Minutes after taking off, the Falcon 9's main booster that had thrust the rocket to the edge of space separated from the rest of the craft and dropped back down to Earth in a controlled fall. It landed itself on an unmanned spaceport drone ship called "Of Course I Still Love You" in the Atlantic Ocean, marking the booster's fifth successful deployment and recapture.

The company's Falcon 9 rocket is 85% recyclable, which reduces the cost of spaceflight. After launching the carrier into orbit, the first stage thruster of this rocket will soon return from the sky and land vertically on the autonomous ship at sea. By APril 2021 SpaceX had launched a total of 113 times (rockets), landed 79 orbital rockets, and repeatedly used 59 times. SpaceX is the only (rocket) company in the world to achieve this level of recycling.
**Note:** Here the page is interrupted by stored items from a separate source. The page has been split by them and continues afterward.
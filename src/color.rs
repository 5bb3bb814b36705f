//! RGB color value type.
//!
//! Every color that reaches the shared display state passes through
//! [`RgbColor::from_channels`], so channel values are always byte-range.

use std::fmt;
use std::str::FromStr;

use crate::resolver::{resolve_explicit, ResolveError};

/// Channel names in the order they appear in an `R,G,B` triple.
pub const CHANNEL_NAMES: [&str; 3] = ["red", "green", "blue"];

/// An immutable 24-bit RGB color.
#[derive(Debug, Clone, Copy, PartialEq, Eq, Hash)]
pub struct RgbColor {
    pub r: u8,
    pub g: u8,
    pub b: u8,
}

impl RgbColor {
    /// Startup color of the display state.
    pub const WHITE: RgbColor = RgbColor::new(255, 255, 255);
    /// All channels off.
    pub const BLACK: RgbColor = RgbColor::new(0, 0, 0);

    /// Create a color from byte channels.
    pub const fn new(r: u8, g: u8, b: u8) -> Self {
        Self { r, g, b }
    }

    /// Create a color from wide integers, rejecting anything outside 0-255.
    ///
    /// Out-of-range values are reported with the offending channel instead of
    /// being clamped or wrapped.
    pub fn from_channels(r: i64, g: i64, b: i64) -> Result<Self, ResolveError> {
        let mut bytes = [0u8; 3];
        for (i, value) in [r, g, b].into_iter().enumerate() {
            bytes[i] = u8::try_from(value).map_err(|_| ResolveError::OutOfRange {
                channel: CHANNEL_NAMES[i],
                value: value.to_string(),
            })?;
        }
        Ok(Self::new(bytes[0], bytes[1], bytes[2]))
    }

    /// Channels as an array, in wire order.
    pub fn to_array(self) -> [u8; 3] {
        [self.r, self.g, self.b]
    }
}

impl Default for RgbColor {
    fn default() -> Self {
        Self::WHITE
    }
}

impl fmt::Display for RgbColor {
    fn fmt(&self, f: &mut fmt::Formatter<'_>) -> fmt::Result {
        write!(f, "({}, {}, {})", self.r, self.g, self.b)
    }
}

impl FromStr for RgbColor {
    type Err = ResolveError;

    fn from_str(s: &str) -> Result<Self, Self::Err> {
        resolve_explicit(s)
    }
}
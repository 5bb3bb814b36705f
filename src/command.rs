//! Operator commands.

/// Words that end a session, matched case-insensitively on the whole line.
pub const EXIT_KEYWORDS: [&str; 2] = ["exit", "quit"];

/// One command for the dispatcher.
#[derive(Debug, Clone, PartialEq, Eq)]
pub enum Command {
    /// Apply an explicit `R,G,B` triple (raw, unvalidated text).
    SetByRgb(String),
    /// Look a color name up and apply the result.
    SetByName(String),
    /// End the session and stop rendering.
    Terminate,
}

impl Command {
    /// Session control command typed at the prompt, if `line` is one.
    ///
    /// Control commands are acted on by the session itself and never reach
    /// the agent. Currently the only one is [`Command::Terminate`].
    pub fn control(line: &str) -> Option<Command> {
        Self::is_exit_keyword(line).then_some(Command::Terminate)
    }

    /// Whether `line` is an exit keyword.
    pub fn is_exit_keyword(line: &str) -> bool {
        let line = line.trim();
        EXIT_KEYWORDS
            .iter()
            .any(|keyword| line.eq_ignore_ascii_case(keyword))
    }
}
In addition to the first stage of the thruster, SpaceX also recovered the fairing of the Falcon 9 (the closed conical part of the rocket head, which seals the load like a shell). When the rocket reaches orbital injection, the fairing separates, and then fell back to the earth. The two halves of the Falcon 9 fairing are equipped with navigation thrusters and parachutes. In the past few years, SpaceX has tried to land the separated fairings on the fairing recovery ship (the ship names are:'Ms. Chief' and'Ms. Tree'). These ships are equipped with large nets supported by four metal supports. However, of the 50 fairing recalls, only 9 were successful. In the same launch mission, the two ships successfully recovered both fairing halves only once (ANASIS-II launch mission in July 2020).
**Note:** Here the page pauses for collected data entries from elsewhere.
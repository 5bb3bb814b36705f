//! Command payload resolution: text in, validated [`RgbColor`] out.
//!
//! Two paths exist:
//! - [`resolve_explicit`] parses an `R,G,B` triple typed by the operator.
//! - [`Resolver::resolve_by_name`] asks a [`Search`] backend about a color
//!   name and pulls the first numeric triple out of whatever text comes back.
//!
//! Both paths end in the same range validation, so a triple found in search
//! text is held to the same rules as one typed by hand.

mod extract;
mod search;

use std::num::IntErrorKind;
use std::sync::Arc;
use std::time::Duration;

use tracing::debug;

use crate::color::{RgbColor, CHANNEL_NAMES};

pub use extract::{extract_rgb, extract_triple};
pub use search::{search_with_timeout, CommandSearch, NoSearch, Search, SearchError};

/// Default bound on a single name lookup.
pub const DEFAULT_LOOKUP_TIMEOUT: Duration = Duration::from_secs(5);

/// Outcome of resolving one command payload.
pub type ResolveResult = Result<RgbColor, ResolveError>;

/// Why a payload could not be turned into a color.
#[derive(Debug, Clone, PartialEq, Eq, thiserror::Error)]
pub enum ResolveError {
    #[error("invalid RGB format '{input}': expected 'R,G,B' (e.g. '255,100,50')")]
    InvalidFormat { input: String },

    #[error("{channel} channel value {value} is out of range (0-255)")]
    OutOfRange { channel: &'static str, value: String },

    #[error("color lookup failed: {reason}")]
    LookupFailed { reason: String },

    #[error("no RGB triple found in lookup result")]
    NoTripleFound,
}

impl ResolveError {
    /// Whether repeating the same request could succeed.
    ///
    /// Only lookup failures are transient; everything else depends solely on
    /// the input text.
    pub fn is_retryable(&self) -> bool {
        matches!(self, Self::LookupFailed { .. })
    }
}

/// Parse an explicit `R,G,B` triple.
///
/// Whitespace around each token is ignored. Exactly three integer tokens are
/// required; anything else is [`ResolveError::InvalidFormat`]. Integers that
/// do not fit a byte (including negative ones and ones too large to parse)
/// are [`ResolveError::OutOfRange`].
pub fn resolve_explicit(text: &str) -> ResolveResult {
    let invalid = || ResolveError::InvalidFormat {
        input: text.to_string(),
    };

    let tokens: Vec<&str> = text.split(',').map(str::trim).collect();
    if tokens.len() != 3 {
        return Err(invalid());
    }

    let mut values = [0i64; 3];
    for (i, token) in tokens.iter().enumerate() {
        values[i] = match token.parse::<i64>() {
            Ok(value) => value,
            Err(e) => match e.kind() {
                IntErrorKind::PosOverflow | IntErrorKind::NegOverflow => {
                    return Err(ResolveError::OutOfRange {
                        channel: CHANNEL_NAMES[i],
                        value: (*token).to_string(),
                    })
                }
                _ => return Err(invalid()),
            },
        };
    }

    RgbColor::from_channels(values[0], values[1], values[2])
}

/// Build the search query used for a color name.
pub fn lookup_query(name: &str) -> String {
    format!("RGB color code for {}", name.trim())
}

/// Resolves color names through a search backend.
#[derive(Clone)]
pub struct Resolver {
    search: Arc<dyn Search>,
    timeout: Duration,
}

impl Resolver {
    /// Create a resolver with the default lookup timeout.
    pub fn new(search: Arc<dyn Search>) -> Self {
        Self::with_timeout(search, DEFAULT_LOOKUP_TIMEOUT)
    }

    /// Create a resolver with a custom lookup timeout.
    pub fn with_timeout(search: Arc<dyn Search>, timeout: Duration) -> Self {
        Self { search, timeout }
    }

    /// The bound applied to each lookup.
    pub fn timeout(&self) -> Duration {
        self.timeout
    }

    /// Parse an explicit triple. Same as [`resolve_explicit`].
    pub fn resolve_explicit(&self, text: &str) -> ResolveResult {
        resolve_explicit(text)
    }

    /// Look a color name up and extract the first triple from the result.
    ///
    /// One attempt only: no caching and no retry. A backend error or timeout
    /// is [`ResolveError::LookupFailed`]; text without a triple is
    /// [`ResolveError::NoTripleFound`].
    pub fn resolve_by_name(&self, name: &str) -> ResolveResult {
        let query = lookup_query(name);
        debug!(%query, backend = self.search.name(), "looking up color");

        let text = search_with_timeout(Arc::clone(&self.search), &query, self.timeout).map_err(
            |e| ResolveError::LookupFailed {
                reason: e.to_string(),
            },
        )?;

        extract_rgb(&text)
    }
}

impl std::fmt::Debug for Resolver {
    fn fmt(&self, f: &mut std::fmt::Formatter<'_>) -> std::fmt::Result {
        f.debug_struct("Resolver")
            .field("search", &self.search.name())
            .field("timeout", &self.timeout)
            .finish()
    }
}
Because the fairing recovery system did not work as planned, SpaceX founder Elon Musk decided to stop using these ships and instead let the fairing fall into the water with the aid of a parachute, and then hoist it again. Elon Musk said on Twitter in April this year: "They (the two halves of the fairing separated) will be salvaged from the water and reused." According to Elon Musk, recycling the fairing can save the company about 6 per launch. Millions of dollars, while recovering the fairing and the first-stage thruster can save more than 30 million dollars. SpaceX recently sold two ships ('Ms. Chief' and'Ms. Tree') and bought a larger ship to recover the fairing. The name is:'Shelia Bodelon' (SpaceX may change the name of the ship ). The ship is equipped with a 50-ton crane to recover the fairing that fell apart after the rocket was launched in the sea.